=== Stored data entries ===
☆ ☆ ☆ ☆ ☆
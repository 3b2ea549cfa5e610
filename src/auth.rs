use anyhow::{Result, bail};
use std::io::{self, IsTerminal};
use zeroize::Zeroizing;

/// Placeholder argument asking for the password to be read out of band.
pub const READ_PASSWORD: &str = "-";

pub fn resolve_password(arg: &str) -> Result<Zeroizing<String>> {
    if arg == READ_PASSWORD {
        read_password()
    } else {
        Ok(Zeroizing::new(arg.to_owned()))
    }
}

pub fn read_password() -> Result<Zeroizing<String>> {
    //  Environment Variable
    //  HASHSCHEMA_PASSWORD="supersecret" hashschema - SSHA
    if let Ok(pw) = std::env::var("HASHSCHEMA_PASSWORD") {
        if !pw.is_empty() {
            return Ok(Zeroizing::new(pw));
        }
    }

    //  stdin (Pipeline)
    //  echo "supersecret" | hashschema - SSHA256/24
    if !io::stdin().is_terminal() {
        let mut buf = Zeroizing::new(String::new());
        io::stdin().read_line(&mut buf)?;
        trim_newline(&mut buf);

        if !buf.is_empty() {
            return Ok(buf);
        }
    }

    //  Interactive (TTY)
    if io::stdin().is_terminal() {
        let pw = rpassword::prompt_password("Password: ")?;
        if !pw.is_empty() {
            return Ok(Zeroizing::new(pw));
        }
    }

    bail!("No password provided")
}

fn trim_newline(s: &mut String) {
    while s.ends_with('\n') || s.ends_with('\r') {
        s.pop();
    }
}
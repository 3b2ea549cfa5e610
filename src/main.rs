use anyhow::{Context, Result};
use clap::Parser;
use hashschema::DEFAULT_SCHEMA;
use tracing_subscriber::EnvFilter;
mod auth;

#[derive(Debug, Parser)]
#[command(name = "hashschema")]
#[command(
    version,
    about = "Creates and verifies self-describing salted password hashes."
)]
struct Cli {
    /// Verify PASSWORD against this encoded hash instead of creating one
    #[arg(long, value_name = "HASH")]
    verify: Option<String>,

    /// Plaintext password, or '-' to read it from HASHSCHEMA_PASSWORD, stdin or a prompt
    password: String,

    /// Hash schema: PBKDF2/<saltSize>/<iterations>/<hashSize>/<digest>, SSHA256/<saltSize>, SSHA or PLAIN
    #[arg(env = "HASHSCHEMA_SCHEMA", default_value = DEFAULT_SCHEMA)]
    schema: String,
}

#[tokio::main]
async fn main() -> Result<()> {
    tracing_subscriber::fmt()
        .with_env_filter(
            EnvFilter::try_from_default_env().unwrap_or_else(|_| EnvFilter::new("warn")),
        )
        .with_writer(std::io::stderr)
        .init();

    let args = Cli::parse();
    let password = auth::resolve_password(&args.password)?;

    match args.verify {
        Some(hash) => {
            let valid = hashschema::verify(password.as_bytes(), &hash)
                .await
                .context("failed to verify password")?;
            if valid {
                println!("valid");
            } else {
                println!("invalid");
                std::process::exit(1);
            }
        }
        None => {
            let hash = hashschema::create(password.as_bytes(), &args.schema)
                .await
                .with_context(|| format!("failed to create hash with schema '{}'", args.schema))?;
            println!("{hash}");
        }
    }

    Ok(())
}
☆ ☆ ☆ ☆ ☆
=== Work order ===
Restate the data word for word.

=== Solution for this problem ===
repository 3b2ea549cfa5e610
filename src/auth.rs
use anyhow::{Result, bail};
use std::io::{self, IsTerminal};
use zeroize::Zeroizing;

/// Placeholder argument asking for the password to be read out of band.
pub const READ_PASSWORD: &str = "-";

pub fn resolve_password(arg: &str) -> Result<Zeroizing<String>> {
    if arg == READ_PASSWORD {
        read_password()
    } else {
        Ok(Zeroizing::new(arg.to_owned()))
    }
}

pub fn read_password() -> Result<Zeroizing<String>> {
    //  Environment Variable
    //  HASHSCHEMA_PASSWORD="supersecret" hashschema - SSHA
    if let Ok(pw) = std::env::var("HASHSCHEMA_PASSWORD") {
        if !pw.is_empty() {
            return Ok(Zeroizing::new(pw));
        }
    }

    //  stdin (Pipeline)
    //  echo "supersecret" | hashschema - SSHA256/24
    if !io::stdin().is_terminal() {
        let mut buf = Zeroizing::new(String::new());
        io::stdin().read_line(&mut buf)?;
        trim_newline(&mut buf);

        if !buf.is_empty() {
            return Ok(buf);
        }
    }

    //  Interactive (TTY)
    if io::stdin().is_terminal() {
        let pw = rpassword::prompt_password("Password: ")?;
        if !pw.is_empty() {
            return Ok(Zeroizing::new(pw));
        }
    }

    bail!("No password provided")
}

fn trim_newline(s: &mut String) {
    while s.ends_with('\n') || s.ends_with('\r') {
        s.pop();
    }
}
repository 3b2ea549cfa5e610
filename src/main.rs
use anyhow::{Context, Result};
use clap::Parser;
use hashschema::DEFAULT_SCHEMA;
use tracing_subscriber::EnvFilter;
mod auth;

#[derive(Debug, Parser)]
#[command(name = "hashschema")]
#[command(
    version,
    about = "Creates and verifies self-describing salted password hashes."
)]
struct Cli {
    /// Verify PASSWORD against this encoded hash instead of creating one
    #[arg(long, value_name = "HASH")]
    verify: Option<String>,

    /// Plaintext password, or '-' to read it from HASHSCHEMA_PASSWORD, stdin or a prompt
    password: String,

    /// Hash schema: PBKDF2/<saltSize>/<iterations>/<hashSize>/<digest>, SSHA256/<saltSize>, SSHA or PLAIN
    #[arg(env = "HASHSCHEMA_SCHEMA", default_value = DEFAULT_SCHEMA)]
    schema: String,
}

#[tokio::main]
async fn main() -> Result<()> {
    tracing_subscriber::fmt()
        .with_env_filter(
            EnvFilter::try_from_default_env().unwrap_or_else(|_| EnvFilter::new("warn")),
        )
        .with_writer(std::io::stderr)
        .init();

    let args = Cli::parse();
    let password = auth::resolve_password(&args.password)?;

    match args.verify {
        Some(hash) => {
            let valid = hashschema::verify(password.as_bytes(), &hash)
                .await
                .context("failed to verify password")?;
            if valid {
                println!("valid");
            } else {
                println!("invalid");
                std::process::exit(1);
            }
        }
        None => {
            let hash = hashschema::create(password.as_bytes(), &args.schema)
                .await
                .with_context(|| format!("failed to create hash with schema '{}'", args.schema))?;
            println!("{hash}");
        }
    }

    Ok(())
}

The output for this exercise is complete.